Got a good bath.............

Should be working on it instead of talking about it..


----------



## wmredneck (Dec 6, 2011)

Clean it up, Put it on eBay as adult owned never mud rode or dogged lol






Wishing I was home instead of on the road using TapTalk


----------



## austinlord13 (Feb 26, 2012)

Cleaned the carb, drained the gas, flushed the motor, changed oil, oil filter, and air filter today. Runs fine. 

Now I know to never go near sandbars or river banks again. :wink:


----------



## Big D (Jun 23, 2009)

Aren't Cats amazing in water?


----------



## austinlord13 (Feb 26, 2012)

20 feet deep and she still purs like a cat and going strong.


----------



## browland (Apr 4, 2009)

Pretty lucky ... I would still be trying to get mine out as none of my friends I ride with will get near the mud much less the water . They take the high ground and watch me tear my bike up 


---
I am here: http://tapatalk.com/map.php?uw3uh3
Sent from my iPhone using Tapatalk


----------



## redneckrancher420 (Jul 5, 2011)

Dang that kitty must think its a honda


----------



## phreebsd (Dec 16, 2004)

lol that looks like cooters. u rode off the end of the sandbar into the river. im surprised you recovered it if it sank off there.


----------



## austinlord13 (Feb 26, 2012)

phreebsd said:


> lol that looks like cooters. u rode off the end of the sandbar into the river. im surprised you recovered it if it sank off there.


No, not at Cooters. This was off of Molly Branch in Autaugaville. 


Sent from my iPhone using Tapatalk


----------



## gotmuddy (Jul 15, 2011)

its amazing that it wont float. must be a pig.


----------



## austinlord13 (Feb 26, 2012)

gotmuddy said:


> its amazing that it wont float. must be a pig.

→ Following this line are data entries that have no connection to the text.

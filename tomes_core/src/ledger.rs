//! Ledger of every content hash ever imported.

use crate::error::{Error, Result};
use crate::hash::ContentHash;
use crate::persist;
use std::collections::HashSet;
use std::path::{Path, PathBuf};

/// Persisted set of previously imported content hashes.
///
/// Additions live in memory until [`HashLedger::save`] is called. The file
/// is a JSON array of hex digests, sorted so that saving an unchanged set
/// never rewrites the file.
#[derive(Debug)]
pub struct HashLedger {
    path: PathBuf,
    hashes: HashSet<ContentHash>,
}

impl HashLedger {
    /// Create an empty ledger backed by `path`. Nothing is read or written.
    pub fn new<P: AsRef<Path>>(path: P) -> Self {
        Self {
            path: path.as_ref().to_path_buf(),
            hashes: HashSet::new(),
        }
    }

    /// Create a ledger backed by `path` and load it.
    pub fn open<P: AsRef<Path>>(path: P) -> Result<Self> {
        let mut ledger = Self::new(path);
        ledger.load()?;
        Ok(ledger)
    }

    /// Replace the in-memory set with what is on disk.
    ///
    /// Unsaved additions are discarded. A missing file is an empty ledger.
    pub fn load(&mut self) -> Result<()> {
        let hashes = match persist::read_if_exists(&self.path)? {
            Some(content) => self.parse(&content)?,
            None => HashSet::new(),
        };
        tracing::debug!(path = %self.path.display(), count = hashes.len(), "loaded hash ledger");
        self.hashes = hashes;
        Ok(())
    }

    fn parse(&self, content: &str) -> Result<HashSet<ContentHash>> {
        if content.trim().is_empty() {
            return Ok(HashSet::new());
        }
        let hashes: Vec<ContentHash> = serde_json::from_str(content)
            .map_err(|e| Error::storage_unavailable(&self.path, e.to_string()))?;
        Ok(hashes.into_iter().collect())
    }

    /// Record a hash in memory. Returns whether it was not already known.
    pub fn add(&mut self, hash: ContentHash) -> bool {
        self.hashes.insert(hash)
    }

    /// Write the full set to disk atomically.
    ///
    /// Returns whether the file content changed.
    pub fn save(&self) -> Result<bool> {
        let mut sorted: Vec<&ContentHash> = self.hashes.iter().collect();
        sorted.sort();
        let content = serde_json::to_string_pretty(&sorted)
            .map_err(|e| Error::storage_unavailable(&self.path, e.to_string()))?;

        let changed = persist::write_if_changed(&self.path, content.as_bytes())?;
        if changed {
            tracing::debug!(path = %self.path.display(), count = sorted.len(), "saved hash ledger");
        }
        Ok(changed)
    }

    /// Whether the hash has been recorded.
    pub fn contains(&self, hash: &ContentHash) -> bool {
        self.hashes.contains(hash)
    }

    /// Number of recorded hashes.
    pub fn len(&self) -> usize {
        self.hashes.len()
    }

    /// Whether no hash has been recorded.
    pub fn is_empty(&self) -> bool {
        self.hashes.is_empty()
    }

    /// Path of the backing file.
    pub fn path(&self) -> &Path {
        &self.path
    }
}

#[cfg(test)]
mod tests {
    use super::*;
    use std::fs;
    use tempfile::TempDir;

    #[test]
    fn test_missing_file_is_empty_ledger() {
        let temp_dir = TempDir::new().unwrap();
        let ledger = HashLedger::open(temp_dir.path().join(".hashes.json")).unwrap();
        assert!(ledger.is_empty());
        assert!(!temp_dir.path().join(".hashes.json").exists());
    }

    #[test]
    fn test_add_is_idempotent() {
        let temp_dir = TempDir::new().unwrap();
        let mut ledger = HashLedger::new(temp_dir.path().join("ledger"));
        let hash = ContentHash::hash_bytes(b"book");

        assert!(ledger.add(hash));
        assert!(!ledger.add(hash));
        assert_eq!(ledger.len(), 1);
        assert!(ledger.contains(&hash));
    }

    #[test]
    fn test_save_and_reload() {
        let temp_dir = TempDir::new().unwrap();
        let path = temp_dir.path().join("ledger");
        let hash1 = ContentHash::hash_bytes(b"one");
        let hash2 = ContentHash::hash_bytes(b"two");

        let mut ledger = HashLedger::new(&path);
        ledger.add(hash1);
        ledger.add(hash2);
        assert!(ledger.save().unwrap());

        let reloaded = HashLedger::open(&path).unwrap();
        assert_eq!(reloaded.len(), 2);
        assert!(reloaded.contains(&hash1));
        assert!(reloaded.contains(&hash2));
    }

    #[test]
    fn test_save_unchanged_reports_false() {
        let temp_dir = TempDir::new().unwrap();
        let path = temp_dir.path().join("ledger");

        let mut ledger = HashLedger::new(&path);
        ledger.add(ContentHash::hash_bytes(b"one"));
        assert!(ledger.save().unwrap());
        let before = fs::read(&path).unwrap();

        assert!(!ledger.save().unwrap());
        assert_eq!(fs::read(&path).unwrap(), before);

        ledger.add(ContentHash::hash_bytes(b"two"));
        assert!(ledger.save().unwrap());
    }

    #[test]
    fn test_file_is_human_readable() {
        let temp_dir = TempDir::new().unwrap();
        let path = temp_dir.path().join("ledger");
        let hash = ContentHash::hash_bytes(b"one");

        let mut ledger = HashLedger::new(&path);
        ledger.add(hash);
        ledger.save().unwrap();

        let content = fs::read_to_string(&path).unwrap();
        assert!(content.contains(&hash.to_hex()));
    }

    #[test]
    fn test_load_discards_unsaved_additions() {
        let temp_dir = TempDir::new().unwrap();
        let path = temp_dir.path().join("ledger");
        let saved = ContentHash::hash_bytes(b"saved");
        let unsaved = ContentHash::hash_bytes(b"unsaved");

        let mut ledger = HashLedger::new(&path);
        ledger.add(saved);
        ledger.save().unwrap();
        ledger.add(unsaved);

        ledger.load().unwrap();
        assert!(ledger.contains(&saved));
        assert!(!ledger.contains(&unsaved));
    }

    #[test]
    fn test_load_sees_out_of_band_changes() {
        let temp_dir = TempDir::new().unwrap();
        let path = temp_dir.path().join("ledger");
        let hash = ContentHash::hash_bytes(b"elsewhere");

        let mut ledger = HashLedger::open(&path).unwrap();

        let mut other = HashLedger::new(&path);
        other.add(hash);
        other.save().unwrap();

        assert!(!ledger.contains(&hash));
        ledger.load().unwrap();
        assert!(ledger.contains(&hash));
    }

    #[test]
    fn test_corrupt_file_is_storage_unavailable() {
        let temp_dir = TempDir::new().unwrap();
        let path = temp_dir.path().join("ledger");
        fs::write(&path, "this is not json").unwrap();

        let err = HashLedger::open(&path).unwrap_err();
        assert!(matches!(err, Error::StorageUnavailable { .. }));
        assert!(err.is_fatal());
    }

    #[test]
    fn test_invalid_hash_in_file_is_storage_unavailable() {
        let temp_dir = TempDir::new().unwrap();
        let path = temp_dir.path().join("ledger");
        fs::write(&path, r#"["abcd"]"#).unwrap();

        let err = HashLedger::open(&path).unwrap_err();
        assert!(matches!(err, Error::StorageUnavailable { .. }));
    }
}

Yeah it goes straight to the bottom and is impossible to water wheelie. Even with weight on the back.


----------



## Polaris425 (Dec 16, 2004)

Those old cats are heavy.


----------



## mossyoak54 (Jan 16, 2012)

browland said:


> Pretty lucky ... I would still be trying to get mine out as none of my friends I ride with will get near the mud much less the water . They take the high ground and watch me tear my bike up
> 
> 
> ---
> ...


That's pretty much how it goes


Sent from the mans IPhone.


----------